EXERCISE REQUIREMENTS:
From the listing below, extract every line in which the word "chunk" appears.

THE RECORDS:
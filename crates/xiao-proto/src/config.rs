use serde::{Deserialize, Serialize};
use std::path::PathBuf;

use super::platform;

#[derive(Debug, Clone, Serialize, Deserialize)]
pub struct Config {
    #[serde(default)]
    pub server: ServerConfig,
    #[serde(default)]
    pub push: PushConfig,
    #[serde(default)]
    pub chat: ChatConfig,
    #[serde(default)]
    pub paths: PathsConfig,
}

/// Where the xiaobot backend lives.
#[derive(Debug, Clone, Serialize, Deserialize)]
pub struct ServerConfig {
    /// Base URL of the backend web UI (player, music list and chat endpoints).
    #[serde(default = "default_base_url")]
    pub base_url: String,
}

/// Push channel (now playing / queue ended notifications).
#[derive(Debug, Clone, Serialize, Deserialize)]
pub struct PushConfig {
    #[serde(default = "default_push_path")]
    pub path: String,
    /// Reconnect attempts after a close or failed connect before giving up.
    #[serde(default = "default_max_reconnect_attempts")]
    pub max_reconnect_attempts: u32,
    /// Backoff unit; attempt `n` waits `2^n * backoff_base_ms`.
    #[serde(default = "default_backoff_base_ms")]
    pub backoff_base_ms: u64,
}

#[derive(Debug, Clone, Serialize, Deserialize)]
pub struct ChatConfig {
    /// Carry an unterminated trailing line over to the next stream chunk
    /// instead of classifying every chunk on its own.
    #[serde(default)]
    pub buffer_partial_lines: bool,
}

#[derive(Debug, Clone, Serialize, Deserialize)]
pub struct PathsConfig {
    /// JSON file holding the boolean UI preferences.
    #[serde(default = "default_prefs_file")]
    pub prefs_file: PathBuf,
}

impl Default for ServerConfig {
    fn default() -> Self {
        Self {
            base_url: default_base_url(),
        }
    }
}

impl Default for PushConfig {
    fn default() -> Self {
        Self {
            path: default_push_path(),
            max_reconnect_attempts: default_max_reconnect_attempts(),
            backoff_base_ms: default_backoff_base_ms(),
        }
    }
}

impl Default for ChatConfig {
    fn default() -> Self {
        Self {
            buffer_partial_lines: false,
        }
    }
}

impl Default for PathsConfig {
    fn default() -> Self {
        Self {
            prefs_file: default_prefs_file(),
        }
    }
}

fn default_base_url() -> String {
    "http://127.0.0.1:8080".to_string()
}

fn default_push_path() -> String {
    "/ws".to_string()
}

fn default_max_reconnect_attempts() -> u32 {
    2
}

fn default_backoff_base_ms() -> u64 {
    1000
}

fn default_prefs_file() -> PathBuf {
    platform::data_dir().join("prefs.json")
}

impl Config {
    pub fn load() -> anyhow::Result<Self> {
        Self::load_from(&Self::config_path())
    }

    /// Load from an explicit path, writing defaults there if it does not exist.
    pub fn load_from(config_path: &std::path::Path) -> anyhow::Result<Self> {
        if !config_path.exists() {
            let config = Self::default();
            config.save_to(config_path)?;
            return Ok(config);
        }

        let content = std::fs::read_to_string(config_path)?;
        let config: Self = toml::from_str(&content)?;
        Ok(config)
    }

    pub fn save(&self) -> anyhow::Result<()> {
        self.save_to(&Self::config_path())
    }

    pub fn save_to(&self, config_path: &std::path::Path) -> anyhow::Result<()> {
        if let Some(parent) = config_path.parent() {
            std::fs::create_dir_all(parent)?;
        }
        let content = toml::to_string_pretty(self)?;
        std::fs::write(config_path, content)?;
        Ok(())
    }

    pub fn config_path() -> PathBuf {
        platform::config_dir().join("config.toml")
    }
}

impl Default for Config {
    fn default() -> Self {
        Self {
            server: ServerConfig::default(),
            push: PushConfig::default(),
            chat: ChatConfig::default(),
            paths: PathsConfig::default(),
        }
    }
}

RESPONSE:
    /// Carry an unterminated trailing line over to the next stream chunk
    /// instead of classifying every chunk on its own.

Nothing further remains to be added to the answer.